Furthermore, I am concerned at the gender binary developed in the speech. We talk about men and women, but where does everyone else fit? As blogger babywasu question: “What about inclusion of people who merely do not exist within the gender binary – agender and genderqueer individuals – who are erased by the reduction of gender equality and feminism as a political ideology to ‘equality between men and women?”

What if this is the first speech about gender that a young transgender child hears? What is the UN saying to the many social movements around the world fighting tirelessly for the legal ability to self-define their identity? Can we accept that these movements don’t matter when it comes to international speeches, because we need to make gender rights palatable to the lowest common denominator? How can we ethically justify this sort of collateral damage when we are supposedly promoting a discourse of inclusivity and equality?

I am often reprimanded by friends for being too critical. Maybe I should take heed, and just enjoy that my Facebook newsfeed is, for the first time, filled with celebratory feminist messages, and with friends publicly declaring that they too are feminists. Maybe I am even becoming one of those feminists who generates the notoriety that leads to assumptions of man-hating (which, for the record, I don’t).

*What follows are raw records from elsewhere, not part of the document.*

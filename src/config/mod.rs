mod server_config;
pub use server_config::*;

mod pipeline_config;
pub use pipeline_config::*;
//! Confirmation-monitor constants.
//!
//! Two time bounds govern when a broadcast transaction is given up on:
//! - **Grace period**: a transaction never seen on-chain at all is failed
//!   after this window (the broadcast likely never propagated).
//! - **Max confirmation time**: a transaction still below the required
//!   depth after this window is failed as timed out.
//!
//! A third, failure-count ceiling handles the case where the gateway itself
//! keeps erroring: after `max_retries * CHECK_FAILURE_MULTIPLIER` failed
//! checks the transaction is force-failed rather than monitored forever.

/// Confirmation depth at which a transaction is considered final.
pub const DEFAULT_REQUIRED_CONFIRMATIONS: u64 = 3;

/// Seconds between monitor ticks.
pub const DEFAULT_CHECK_INTERVAL_SECS: u64 = 30;

/// Maximum seconds a transaction may stay below the required depth
/// before it is failed with a timeout reason. 24 hours.
pub const DEFAULT_MAX_CONFIRMATION_TIME_SECS: i64 = 86_400;

/// Seconds a transaction may be absent from the chain entirely before it
/// is failed as never-propagated. 10 minutes.
pub const DEFAULT_NOT_FOUND_GRACE_SECS: i64 = 600;

/// Number of inclusion queries issued concurrently per monitor tick.
pub const DEFAULT_MONITOR_BATCH_SIZE: usize = 5;

/// Pause between monitor query batches, to avoid bursting the gateway.
pub const DEFAULT_MONITOR_BATCH_PAUSE_MS: u64 = 1_000;

/// Per-transaction check-failure ceiling is `max_retries * this`.
pub const CHECK_FAILURE_MULTIPLIER: u32 = 5;

/// Returns the per-transaction check-failure ceiling for a given
/// submission retry budget.
pub fn max_check_failures(max_retries: u32) -> u32 {
    max_retries * CHECK_FAILURE_MULTIPLIER
}
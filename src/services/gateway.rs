//! Ledger gateway client.
//!
//! The gateway is the remote indexing service that accepts broadcast
//! transactions and answers inclusion and tip-height queries. Every
//! failure leaves this module already classified through the submission
//! taxonomy; nothing above it sees a raw transport error.

use async_trait::async_trait;
use reqwest::{Client, StatusCode};
use serde::{Deserialize, Serialize};

#[cfg(test)]
use mockall::automock;

use crate::models::{classify_gateway_failure, GatewayError, SubmissionErrorKind};

/// Block placement of a transaction found on-chain.
#[derive(Debug, Clone, Serialize, Deserialize, PartialEq, Eq)]
pub struct TransactionInfo {
    pub block_hash: String,
    pub block_height: u64,
    pub block_time: Option<String>,
}

/// The three gateway operations the pipeline consumes. Treated as a
/// rate-limited external resource: batch pacing and concurrency caps
/// elsewhere exist to protect it.
#[cfg_attr(test, automock)]
#[async_trait]
pub trait LedgerGateway: Send + Sync {
    /// Broadcasts a signed transaction body, returning its hash.
    async fn submit_transaction(&self, signed_body: &str) -> Result<String, GatewayError>;

    /// Returns the block placement of a transaction, or `None` while it is
    /// not (yet) on-chain.
    async fn get_transaction_info(
        &self,
        hash: &str,
    ) -> Result<Option<TransactionInfo>, GatewayError>;

    /// Current chain tip height.
    async fn get_current_tip_height(&self) -> Result<u64, GatewayError>;
}

#[derive(Debug, Deserialize)]
struct SubmitResponse {
    hash: String,
}

#[derive(Debug, Deserialize)]
struct TipResponse {
    height: u64,
}

#[derive(Debug, Serialize)]
struct SubmitRequest<'a> {
    tx: &'a str,
}

/// JSON-over-HTTP gateway client.
pub struct HttpLedgerGateway {
    client: Client,
    base_url: String,
    api_key: Option<String>,
}

impl HttpLedgerGateway {
    pub fn new(base_url: impl Into<String>, api_key: Option<String>) -> Self {
        Self {
            client: Client::new(),
            base_url: base_url.into().trim_end_matches('/').to_string(),
            api_key,
        }
    }

    fn request(&self, builder: reqwest::RequestBuilder) -> reqwest::RequestBuilder {
        match &self.api_key {
            Some(key) => builder.header("api-key", key),
            None => builder,
        }
    }

    async fn classify_response(
        response: reqwest::Response,
    ) -> Result<reqwest::Response, GatewayError> {
        let status = response.status();
        if status.is_success() {
            return Ok(response);
        }
        let body = response.text().await.unwrap_or_default();
        let kind = classify_gateway_failure(Some(status.as_u16()), &body);
        Err(GatewayError::new(
            kind,
            format!("gateway returned {}: {}", status, body),
        ))
    }

    fn transport_error(error: reqwest::Error) -> GatewayError {
        GatewayError::new(
            SubmissionErrorKind::NetworkError,
            format!("gateway request failed: {}", error),
        )
    }
}

#[async_trait]
impl LedgerGateway for HttpLedgerGateway {
    async fn submit_transaction(&self, signed_body: &str) -> Result<String, GatewayError> {
        let url = format!("{}/tx/submit", self.base_url);
        let response = self
            .request(self.client.post(&url))
            .json(&SubmitRequest { tx: signed_body })
            .send()
            .await
            .map_err(Self::transport_error)?;

        let response = Self::classify_response(response).await?;
        let parsed: SubmitResponse = response.json().await.map_err(Self::transport_error)?;
        Ok(parsed.hash)
    }

    async fn get_transaction_info(
        &self,
        hash: &str,
    ) -> Result<Option<TransactionInfo>, GatewayError> {
        let url = format!("{}/txs/{}", self.base_url, hash);
        let response = self
            .request(self.client.get(&url))
            .send()
            .await
            .map_err(Self::transport_error)?;

        // Not-yet-on-chain is the indexer's 404, not a failure.
        if response.status() == StatusCode::NOT_FOUND {
            return Ok(None);
        }

        let response = Self::classify_response(response).await?;
        let parsed: TransactionInfo = response.json().await.map_err(Self::transport_error)?;
        Ok(Some(parsed))
    }

    async fn get_current_tip_height(&self) -> Result<u64, GatewayError> {
        let url = format!("{}/blocks/tip", self.base_url);
        let response = self
            .request(self.client.get(&url))
            .send()
            .await
            .map_err(Self::transport_error)?;

        let response = Self::classify_response(response).await?;
        let parsed: TipResponse = response.json().await.map_err(Self::transport_error)?;
        Ok(parsed.height)
    }
}

#[cfg(test)]
mod tests {
    use super::*;

    #[tokio::test]
    async fn test_submit_returns_hash() {
        let mut server = mockito::Server::new_async().await;
        let mock = server
            .mock("POST", "/tx/submit")
            .with_status(200)
            .with_header("content-type", "application/json")
            .with_body(r#"{"hash":"abc123"}"#)
            .create_async()
            .await;

        let gateway = HttpLedgerGateway::new(server.url(), None);
        let hash = gateway.submit_transaction("84a400").await.unwrap();
        assert_eq!(hash, "abc123");
        mock.assert_async().await;
    }

    #[tokio::test]
    async fn test_submit_classifies_validation_rejection() {
        let mut server = mockito::Server::new_async().await;
        server
            .mock("POST", "/tx/submit")
            .with_status(400)
            .with_body("MissingVKeyWitnessesUTXOW")
            .create_async()
            .await;

        let gateway = HttpLedgerGateway::new(server.url(), None);
        let error = gateway.submit_transaction("84a400").await.unwrap_err();
        assert_eq!(error.kind, SubmissionErrorKind::MissingWitnesses);
    }

    #[tokio::test]
    async fn test_submit_classifies_rate_limit() {
        let mut server = mockito::Server::new_async().await;
        server
            .mock("POST", "/tx/submit")
            .with_status(429)
            .with_body("usage limit reached")
            .create_async()
            .await;

        let gateway = HttpLedgerGateway::new(server.url(), None);
        let error = gateway.submit_transaction("84a400").await.unwrap_err();
        assert_eq!(error.kind, SubmissionErrorKind::RateLimited);
    }

    #[tokio::test]
    async fn test_transaction_info_not_found_is_none() {
        let mut server = mockito::Server::new_async().await;
        server
            .mock("GET", "/txs/deadbeef")
            .with_status(404)
            .create_async()
            .await;

        let gateway = HttpLedgerGateway::new(server.url(), None);
        let info = gateway.get_transaction_info("deadbeef").await.unwrap();
        assert!(info.is_none());
    }

    #[tokio::test]
    async fn test_transaction_info_found() {
        let mut server = mockito::Server::new_async().await;
        server
            .mock("GET", "/txs/deadbeef")
            .with_status(200)
            .with_header("content-type", "application/json")
            .with_body(r#"{"block_hash":"block-98","block_height":98,"block_time":null}"#)
            .create_async()
            .await;

        let gateway = HttpLedgerGateway::new(server.url(), None);
        let info = gateway.get_transaction_info("deadbeef").await.unwrap();
        assert_eq!(
            info,
            Some(TransactionInfo {
                block_hash: "block-98".to_string(),
                block_height: 98,
                block_time: None,
            })
        );
    }

    #[tokio::test]
    async fn test_tip_height() {
        let mut server = mockito::Server::new_async().await;
        server
            .mock("GET", "/blocks/tip")
            .with_status(200)
            .with_header("content-type", "application/json")
            .with_body(r#"{"height":100}"#)
            .create_async()
            .await;

        let gateway = HttpLedgerGateway::new(server.url(), None);
        assert_eq!(gateway.get_current_tip_height().await.unwrap(), 100);
    }

    #[tokio::test]
    async fn test_api_key_header_sent() {
        let mut server = mockito::Server::new_async().await;
        let mock = server
            .mock("GET", "/blocks/tip")
            .match_header("api-key", "secret")
            .with_status(200)
            .with_header("content-type", "application/json")
            .with_body(r#"{"height":1}"#)
            .create_async()
            .await;

        let gateway = HttpLedgerGateway::new(server.url(), Some("secret".to_string()));
        gateway.get_current_tip_height().await.unwrap();
        mock.assert_async().await;
    }
}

This article, however, is my contribution to the debate. As an academic, I am sure that Watson would be glad to know that her words aren’t being taken as gospel, but rather, are being debated, unpacked, and questioned. I did not have the opportunity to speak in front of the United Nations, but I do have the opportunity to share my opinions through other mediums. What’s more, I do acknowledge that the speech has made a difference – it has caused me and many others to tweet and blog and post our opinions, to engage and be critical through various social media networks.

My bottom line remains: When we have women carrying around the mattress on which they were raped in an effort to have their attacker expelled, women protesting outside jails for those incarcerated for miscarriages charged as aggravated homicides, women going to jail because they used their music to promote LGBTQ rights in an oppressive society, can we not think of better reasons for the UN to promote feminism than to prevent young girls from worrying that they are becoming “too muscly? When we have a global stage and a voice that is dripping in discursive power, can we not think of a better reason to promote feminism to the masses?

The real debates should be around how we can be accessible without being exclusive, and on speaking “in solidarity with” as opposed to “on behalf of” the many different women who desperately need a change in their lived reality of gender (in)equalities. Otherwise, as Spivac noted in 1988 (yes, 26 years ago!) we run the risk of “white [wo]men saving brown women from brown men”. The subaltern can and should speak, and in 2014, I am disappointed that a body promoting international solidarity is not giving him/her/them the chance.

Julia Zulver is a graduate student in Latin American Studies at St Antony’s College, University of Oxford. Her upcoming thesis focuses on women’s mobilisation in El Salvador.